==== Input
//! The tar family: plain tar plus its compressed variants.

use std::io::Read;

use camino::Utf8PathBuf;
use tar::EntryType;

use crate::builder::Builder;
use crate::errors::{ArchiveError, Result};
use crate::normalize::normalize;
use crate::registry::{ExtractOptions, Extractor};
use crate::stream::ArchiveSource;

use super::external::filter_through;

/// How the tar stream is wrapped.
#[derive(Debug, Copy, Clone, PartialEq, Eq)]
pub(crate) enum TarCompression {
    /// Bare tar.
    None,
    /// gzip (.tar.gz)
    Gzip,
    /// bzip2 (.tar.bz2)
    Bzip2,
    /// raw LZMA (.tar.lzma)
    Lzma,
    /// xz (.tar.xz)
    Xz,
    /// zstandard (.tar.zst)
    Zstd,
    /// lzip (.tar.lz); decoded by the external `lzip` utility
    Lzip,
}

pub(crate) struct TarExtractor {
    compression: TarCompression,
}

impl TarExtractor {
    pub(crate) fn new(compression: TarCompression) -> Self {
        Self { compression }
    }
}

impl Extractor for TarExtractor {
    fn extract(
        &self,
        source: ArchiveSource,
        builder: &mut dyn Builder,
        options: &ExtractOptions,
    ) -> Result<()> {
        let raw = source.into_reader()?;
        if self.compression == TarCompression::Lzip {
            let (stdout, filter) =
                filter_through("lzip", &["-dc"], raw, "decompress an lzip stream")?;
            extract_stream(stdout, builder, options)?;
            filter.finish()
        } else {
            let decoded = decode(raw, self.compression)?;
            extract_stream(decoded, builder, options)
        }
    }
}

/// Wraps a reader in the matching in-process decompressor. Lzip has no
/// in-process decoder and is handled by the caller.
pub(crate) fn decode<'r>(
    reader: Box<dyn Read + Send + 'r>,
    compression: TarCompression,
) -> Result<Box<dyn Read + Send + 'r>> {
    Ok(match compression {
        TarCompression::None => reader,
        TarCompression::Gzip => Box::new(flate2::read::GzDecoder::new(reader)),
        TarCompression::Bzip2 => Box::new(bzip2::read::BzDecoder::new(reader)),
        TarCompression::Xz => Box::new(xz2::read::XzDecoder::new(reader)),
        TarCompression::Lzma => {
            let lzma = xz2::stream::Stream::new_lzma_decoder(u64::MAX)
                .map_err(|cause| tar_invalid("cannot initialize the LZMA decoder", cause))?;
            Box::new(xz2::read::XzDecoder::new_stream(reader, lzma))
        }
        TarCompression::Zstd => Box::new(
            zstd::stream::read::Decoder::new(reader)
                .map_err(|cause| tar_invalid("cannot initialize the zstd decoder", cause))?,
        ),
        TarCompression::Lzip => {
            return Err(ArchiveError::invalid(
                "lzip streams need the external decoder",
                None,
            ))
        }
    })
}

enum PendingLink {
    Symlink {
        path: Utf8PathBuf,
        target: String,
    },
    Hardlink {
        path: Utf8PathBuf,
        target: Utf8PathBuf,
        executable: bool,
    },
}

/// Walks a decoded tar stream into the builder.
///
/// Symlinks and hardlinks are buffered and delivered after every regular
/// entry, in their original relative order, so their targets exist by the
/// time they apply. Hardlink targets are normalized into the extracted tree;
/// symlink targets are deliberately stored untouched.
pub(crate) fn extract_stream(
    reader: impl Read,
    builder: &mut dyn Builder,
    options: &ExtractOptions,
) -> Result<()> {
    let mut archive = tar::Archive::new(reader);
    let entries = archive
        .entries()
        .map_err(|cause| tar_invalid("tar stream corrupt", cause))?;

    let mut links = Vec::new();
    for entry in entries {
        options.cancel.checkpoint()?;
        let mut entry = entry.map_err(|cause| tar_invalid("tar stream corrupt", cause))?;

        let raw_path = String::from_utf8_lossy(&entry.path_bytes()).into_owned();
        let Some(path) = normalize(&raw_path, options.sub_dir.as_deref())? else {
            continue;
        };

        let header = entry.header();
        let entry_type = header.entry_type();
        let mode = header
            .mode()
            .map_err(|cause| tar_invalid("tar header corrupt", cause))?;
        let mtime = header
            .mtime()
            .map_err(|cause| tar_invalid("tar header corrupt", cause))? as i64;
        let executable = mode & 0o111 != 0;

        match entry_type {
            EntryType::Directory => builder.add_directory(&path)?,
            EntryType::Symlink => {
                let target = link_target(&entry)?;
                links.push(PendingLink::Symlink { path, target });
            }
            EntryType::Link => {
                let raw_target = link_target(&entry)?;
                let target = match normalize(&raw_target, options.sub_dir.as_deref()) {
                    Ok(Some(target)) => target,
                    Ok(None) | Err(ArchiveError::UnsafePath { .. }) => {
                        return Err(ArchiveError::invalid(
                            format!("hardlink target {raw_target:?} lies outside the extracted tree"),
                            None,
                        ))
                    }
                    Err(error) => return Err(error),
                };
                links.push(PendingLink::Hardlink {
                    path,
                    target,
                    executable,
                });
            }
            kind if kind.is_file() => builder.add_file(&path, &mut entry, mtime, executable)?,
            // device nodes and fifos have no place in an implementation
            _ => {}
        }
    }

    options.cancel.checkpoint()?;
    for link in links {
        match link {
            PendingLink::Symlink { path, target } => builder.add_symlink(&path, &target)?,
            PendingLink::Hardlink {
                path,
                target,
                executable,
            } => builder.add_hardlink(&path, &target, executable)?,
        }
    }
    Ok(())
}

fn link_target<R: Read>(entry: &tar::Entry<R>) -> Result<String> {
    let bytes = entry
        .link_name_bytes()
        .ok_or_else(|| ArchiveError::invalid("link entry has no target", None))?;
    Ok(String::from_utf8_lossy(&bytes).into_owned())
}

fn tar_invalid(
    reason: &str,
    cause: impl std::error::Error + Send + Sync + 'static,
) -> ArchiveError {
    ArchiveError::invalid(reason, Some(Box::new(cause)))
}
========
** Work item **
Only the lines above from the one with "let mut entry" up to and including the one with "lies outside the" should be repeated, exactly as written.

** Solution to the exercise **
        let mut entry = entry.map_err(|cause| tar_invalid("tar stream corrupt", cause))?;

        let raw_path = String::from_utf8_lossy(&entry.path_bytes()).into_owned();
        let Some(path) = normalize(&raw_path, options.sub_dir.as_deref())? else {
            continue;
        };

        let header = entry.header();
        let entry_type = header.entry_type();
        let mode = header
            .mode()
            .map_err(|cause| tar_invalid("tar header corrupt", cause))?;
        let mtime = header
            .mtime()
            .map_err(|cause| tar_invalid("tar header corrupt", cause))? as i64;
        let executable = mode & 0o111 != 0;

        match entry_type {
            EntryType::Directory => builder.add_directory(&path)?,
            EntryType::Symlink => {
                let target = link_target(&entry)?;
                links.push(PendingLink::Symlink { path, target });
            }
            EntryType::Link => {
                let raw_target = link_target(&entry)?;
                let target = match normalize(&raw_target, options.sub_dir.as_deref()) {
                    Ok(Some(target)) => target,
                    Ok(None) | Err(ArchiveError::UnsafePath { .. }) => {
                        return Err(ArchiveError::invalid(
                            format!("hardlink target {raw_target:?} lies outside the extracted tree"),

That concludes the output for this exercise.